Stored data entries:

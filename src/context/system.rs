//! Context for the terminal front-end: describes the host it runs on

use super::{ClientContextProvider, ClientMetadata, DeviceClass};

/// Browser family reported for terminal sessions
pub const TERMINAL_CLIENT: &str = "sensequery-cli";

#[derive(Debug, Clone)]
pub struct SystemContext {
    os: &'static str,
    locale: Option<String>,
}

impl SystemContext {
    /// Detect the host operating system and locale from the environment
    pub fn detect() -> Self {
        let locale = ["LC_ALL", "LC_MESSAGES", "LANG"]
            .iter()
            .filter_map(|var| std::env::var(var).ok())
            .find_map(|value| normalize_locale(&value));

        Self {
            os: os_name(std::env::consts::OS),
            locale,
        }
    }

    pub fn with_locale(os: &'static str, locale: Option<String>) -> Self {
        Self { os, locale }
    }
}

impl ClientContextProvider for SystemContext {
    fn client_metadata(&self) -> Option<ClientMetadata> {
        Some(ClientMetadata {
            browser: TERMINAL_CLIENT.to_string(),
            os: self.os.to_string(),
            device: DeviceClass::Desktop,
            locale: self.locale.clone(),
        })
    }
}

fn os_name(target_os: &str) -> &'static str {
    match target_os {
        "windows" => "Windows",
        "macos" => "macOS",
        "ios" => "iOS",
        "android" => "Android",
        "linux" => "Linux",
        _ => "Other",
    }
}

/// `en_US.UTF-8` -> `en-US`; `C` and `POSIX` carry no locale
fn normalize_locale(raw: &str) -> Option<String> {
    let tag = raw.split(['.', '@']).next().unwrap_or_default().trim();
    if tag.is_empty() || tag == "C" || tag == "POSIX" {
        return None;
    }
    Some(tag.replace('_', "-"))
}

#[cfg(test)]
mod tests {
    use super::*;

    #[test]
    fn test_normalize_locale() {
        assert_eq!(normalize_locale("en_US.UTF-8").as_deref(), Some("en-US"));
        assert_eq!(normalize_locale("de_DE@euro").as_deref(), Some("de-DE"));
        assert_eq!(normalize_locale("fr").as_deref(), Some("fr"));
        assert_eq!(normalize_locale("C"), None);
        assert_eq!(normalize_locale("POSIX"), None);
        assert_eq!(normalize_locale(""), None);
    }

    #[test]
    fn test_os_name() {
        assert_eq!(os_name("linux"), "Linux");
        assert_eq!(os_name("macos"), "macOS");
        assert_eq!(os_name("freebsd"), "Other");
    }

    #[test]
    fn test_terminal_metadata() {
        let meta = SystemContext::with_locale("Linux", Some("en-US".into()))
            .client_metadata()
            .unwrap();
        assert_eq!(meta.browser, TERMINAL_CLIENT);
        assert_eq!(meta.device, DeviceClass::Desktop);
        assert_eq!(meta.locale.as_deref(), Some("en-US"));
    }
}
use crate::api::models::{SubmissionPayload, SurveyConfig, SurveyPayload};
use crate::context::ClientMetadata;
use crate::survey::SurveyKey;
use crate::wizard::step::{StepShape, WizardStep, nearest_reachable};
use std::collections::HashMap;
use std::time::Instant;

/// Mutable wizard state, owned by [`super::SurveyWizard`]
///
/// Only the wizard's update handlers mutate it; everything else reads it
/// through the accessors.
#[derive(Debug, Clone, Default)]
pub struct WizardState {
    pub(crate) current_step: WizardStep,
    pub(crate) question_input: String,
    pub(crate) selected_category: Option<String>,
    pub(crate) respondent_answers: HashMap<String, String>,
    pub(crate) loading: bool,
    pub(crate) error: Option<String>,
    pub(crate) submitted: bool,
    pub(crate) survey: Option<SurveyPayload>,
    pub(crate) started_at: Option<Instant>,
}

impl WizardState {
    pub fn current_step(&self) -> WizardStep {
        self.current_step
    }

    pub fn question_input(&self) -> &str {
        &self.question_input
    }

    pub fn selected_category(&self) -> Option<&str> {
        self.selected_category.as_deref()
    }

    pub fn respondent_answers(&self) -> &HashMap<String, String> {
        &self.respondent_answers
    }

    pub fn respondent_answer(&self, field_id: &str) -> Option<&str> {
        self.respondent_answers.get(field_id).map(String::as_str)
    }

    pub fn is_loading(&self) -> bool {
        self.loading
    }

    pub fn error(&self) -> Option<&str> {
        self.error.as_deref()
    }

    pub fn is_submitted(&self) -> bool {
        self.submitted
    }

    pub fn survey(&self) -> Option<&SurveyPayload> {
        self.survey.as_ref()
    }

    pub fn config(&self) -> Option<&SurveyConfig> {
        self.survey.as_ref().map(|s| &s.config)
    }

    pub fn has_categories_step(&self) -> bool {
        self.config().is_some_and(SurveyConfig::has_categories)
    }

    pub fn has_respondent_details_step(&self) -> bool {
        self.survey
            .as_ref()
            .is_some_and(SurveyPayload::has_respondent_details)
    }

    pub fn shape(&self) -> StepShape {
        StepShape::new(
            self.has_categories_step(),
            self.has_respondent_details_step(),
        )
    }

    /// Trimmed question input is non-empty
    pub fn is_question_answered(&self) -> bool {
        !self.question_input.trim().is_empty()
    }

    /// Validity gate that must hold before leaving `step` forwards
    pub fn step_is_valid(&self, step: WizardStep) -> bool {
        match step {
            WizardStep::Question => self.is_question_answered(),
            WizardStep::Category => !self.has_categories_step() || self.selected_category.is_some(),
            // No required fields; any set of answers, including none, is accepted
            WizardStep::RespondentDetails => true,
            WizardStep::ThankYou => true,
        }
    }

    /// Replace the configuration wholesale and keep inputs consistent with it
    ///
    /// The current step falls back to the nearest step the new configuration
    /// still includes; a selection or answers the new configuration no longer
    /// offers are dropped.
    pub(crate) fn apply_survey(&mut self, payload: SurveyPayload) {
        if let Some(selected) = &self.selected_category {
            if payload.config.category(selected).is_none() {
                log::debug!(
                    "Selected category '{}' no longer offered, clearing",
                    selected
                );
                self.selected_category = None;
            }
        }
        self.respondent_answers
            .retain(|field, _| payload.respondent_field(field).is_some());

        self.survey = Some(payload);
        if !self.submitted {
            self.current_step = nearest_reachable(self.current_step, self.shape());
        }
    }

    /// Whole seconds since the question step was first shown
    pub fn completion_seconds(&self, now: Instant) -> Option<u64> {
        self.started_at
            .map(|start| now.saturating_duration_since(start).as_secs())
    }

    /// Assemble the body posted to the response endpoint
    pub fn build_submission(
        &self,
        survey_key: &SurveyKey,
        client: Option<ClientMetadata>,
        now: Instant,
    ) -> SubmissionPayload {
        SubmissionPayload {
            survey_key: survey_key.clone(),
            response: self.question_input.clone(),
            category: self.selected_category.clone(),
            respondent_details: self
                .respondent_answers
                .iter()
                .map(|(k, v)| (k.clone(), v.clone()))
                .collect(),
            completion_time: client.as_ref().and(self.completion_seconds(now)),
            client,
        }
    }
}
//! Shared test fixtures: survey builders, a scripted `SurveyApi` and a canned
//! HTTP server for exercising the real client.

#![allow(dead_code)]

use async_trait::async_trait;
use http_body_util::{BodyExt, Full};
use hyper::body::{Bytes, Incoming};
use hyper::header::CONTENT_TYPE;
use hyper::service::service_fn;
use hyper::{Request, Response, StatusCode};
use hyper_util::rt::{TokioExecutor, TokioIo};
use hyper_util::server::conn::auto::Builder;
use sensequery::api::models::{
    Category, RespondentDetailField, SubmissionPayload, SurveyConfig, SurveyPayload,
};
use sensequery::api::{SurveyApi, SurveyError};
use sensequery::survey::SurveyKey;
use std::collections::VecDeque;
use std::sync::atomic::{AtomicUsize, Ordering};
use std::sync::{Arc, Mutex};
use tokio::net::TcpListener;
use tokio::task::JoinHandle;

pub fn survey(
    question: &str,
    categories: &[(&str, &str)],
    fields: &[(&str, &str)],
    thank_you: &str,
) -> SurveyPayload {
    SurveyPayload {
        config: SurveyConfig {
            question: question.to_string(),
            categories: categories
                .iter()
                .map(|(label, value)| Category {
                    label: label.to_string(),
                    value: value.to_string(),
                })
                .collect(),
            thank_you_message: thank_you.to_string(),
        },
        respondent_details: fields
            .iter()
            .map(|(label, value)| RespondentDetailField {
                label: label.to_string(),
                value: value.to_string(),
            })
            .collect(),
    }
}

/// In-memory API answering from queues of scripted results
#[derive(Default)]
pub struct ScriptedApi {
    fetches: Mutex<VecDeque<Result<SurveyPayload, SurveyError>>>,
    submits: Mutex<VecDeque<Result<(), SurveyError>>>,
    fetch_calls: AtomicUsize,
    submissions: Mutex<Vec<SubmissionPayload>>,
}

impl ScriptedApi {
    pub fn new() -> Self {
        Self::default()
    }

    pub fn serving(payload: SurveyPayload) -> Arc<Self> {
        Arc::new(Self::new().then_fetch(Ok(payload)))
    }

    pub fn then_fetch(self, result: Result<SurveyPayload, SurveyError>) -> Self {
        self.fetches.lock().unwrap().push_back(result);
        self
    }

    pub fn then_submit(self, result: Result<(), SurveyError>) -> Self {
        self.submits.lock().unwrap().push_back(result);
        self
    }

    pub fn fetch_calls(&self) -> usize {
        self.fetch_calls.load(Ordering::SeqCst)
    }

    pub fn submissions(&self) -> Vec<SubmissionPayload> {
        self.submissions.lock().unwrap().clone()
    }
}

#[async_trait]
impl SurveyApi for ScriptedApi {
    async fn fetch_survey_config(&self, _key: &SurveyKey) -> Result<SurveyPayload, SurveyError> {
        self.fetch_calls.fetch_add(1, Ordering::SeqCst);
        let mut fetches = self.fetches.lock().unwrap();
        // The last scripted result keeps answering once the queue is drained
        if fetches.len() > 1 {
            fetches.pop_front().unwrap()
        } else {
            fetches.front().cloned().unwrap_or_else(|| {
                Err(SurveyError::FetchTransport("Service Unavailable".into()))
            })
        }
    }

    async fn submit_response(&self, payload: &SubmissionPayload) -> Result<(), SurveyError> {
        self.submissions.lock().unwrap().push(payload.clone());
        self.submits.lock().unwrap().pop_front().unwrap_or(Ok(()))
    }
}

#[derive(Debug, Clone)]
pub struct RecordedRequest {
    pub method: String,
    pub path: String,
    pub headers: Vec<(String, String)>,
    pub body: Vec<u8>,
}

impl RecordedRequest {
    pub fn header(&self, name: &str) -> Option<&str> {
        self.headers
            .iter()
            .find(|(k, _)| k.eq_ignore_ascii_case(name))
            .map(|(_, v)| v.as_str())
    }

    pub fn json(&self) -> serde_json::Value {
        serde_json::from_slice(&self.body).unwrap()
    }
}

/// Canned response served once, in order
pub struct Canned {
    pub status: u16,
    pub body: String,
}

impl Canned {
    pub fn ok(body: serde_json::Value) -> Self {
        Self::raw(200, body.to_string())
    }

    pub fn status(status: u16) -> Self {
        Self::raw(status, String::new())
    }

    pub fn raw(status: u16, body: impl Into<String>) -> Self {
        Self {
            status,
            body: body.into(),
        }
    }
}

#[derive(Default)]
struct ServerState {
    responses: Mutex<VecDeque<Canned>>,
    requests: Mutex<Vec<RecordedRequest>>,
}

/// Local hyper server answering requests from a queue of canned responses
///
/// Requests beyond the queue get a 500.
pub struct CannedServer {
    pub base_url: String,
    state: Arc<ServerState>,
    handle: JoinHandle<()>,
}

impl CannedServer {
    pub async fn start(responses: Vec<Canned>) -> Self {
        let listener = TcpListener::bind("127.0.0.1:0").await.unwrap();
        let base_url = format!("http://{}", listener.local_addr().unwrap());
        let state = Arc::new(ServerState {
            responses: Mutex::new(responses.into()),
            requests: Mutex::new(Vec::new()),
        });

        let server_state = Arc::clone(&state);
        let handle = tokio::spawn(async move {
            let builder = Builder::new(TokioExecutor::new());
            loop {
                let Ok((stream, _)) = listener.accept().await else {
                    return;
                };
                let state = Arc::clone(&server_state);
                let builder = builder.clone();
                tokio::spawn(async move {
                    let io = TokioIo::new(stream);
                    let service = service_fn(move |req| handle_request(req, Arc::clone(&state)));
                    let _ = builder.serve_connection(io, service).await;
                });
            }
        });

        Self {
            base_url,
            state,
            handle,
        }
    }

    pub fn requests(&self) -> Vec<RecordedRequest> {
        self.state.requests.lock().unwrap().clone()
    }
}

impl Drop for CannedServer {
    fn drop(&mut self) {
        self.handle.abort();
    }
}

async fn handle_request(
    req: Request<Incoming>,
    state: Arc<ServerState>,
) -> Result<Response<Full<Bytes>>, hyper::Error> {
    let method = req.method().to_string();
    let path = req.uri().path().to_string();
    let headers = req
        .headers()
        .iter()
        .map(|(name, value)| {
            let value = value.to_str().unwrap_or_default().to_string();
            (name.as_str().to_string(), value)
        })
        .collect();
    let body = req.into_body().collect().await?.to_bytes().to_vec();

    state.requests.lock().unwrap().push(RecordedRequest {
        method,
        path,
        headers,
        body,
    });

    let canned = state
        .responses
        .lock()
        .unwrap()
        .pop_front()
        .unwrap_or_else(|| Canned::status(500));

    let mut response = Response::new(Full::new(Bytes::from(canned.body)));
    *response.status_mut() = StatusCode::from_u16(canned.status).unwrap();
    response
        .headers_mut()
        .insert(CONTENT_TYPE, "application/json".parse().unwrap());
    Ok(response)
}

WHAT THE EXERCISE ASKS
Lines with the word "TokioIo" in them should be copied from the preceding records.

EXERCISE RESULT
use hyper_util::rt::{TokioExecutor, TokioIo};
                    let io = TokioIo::new(stream);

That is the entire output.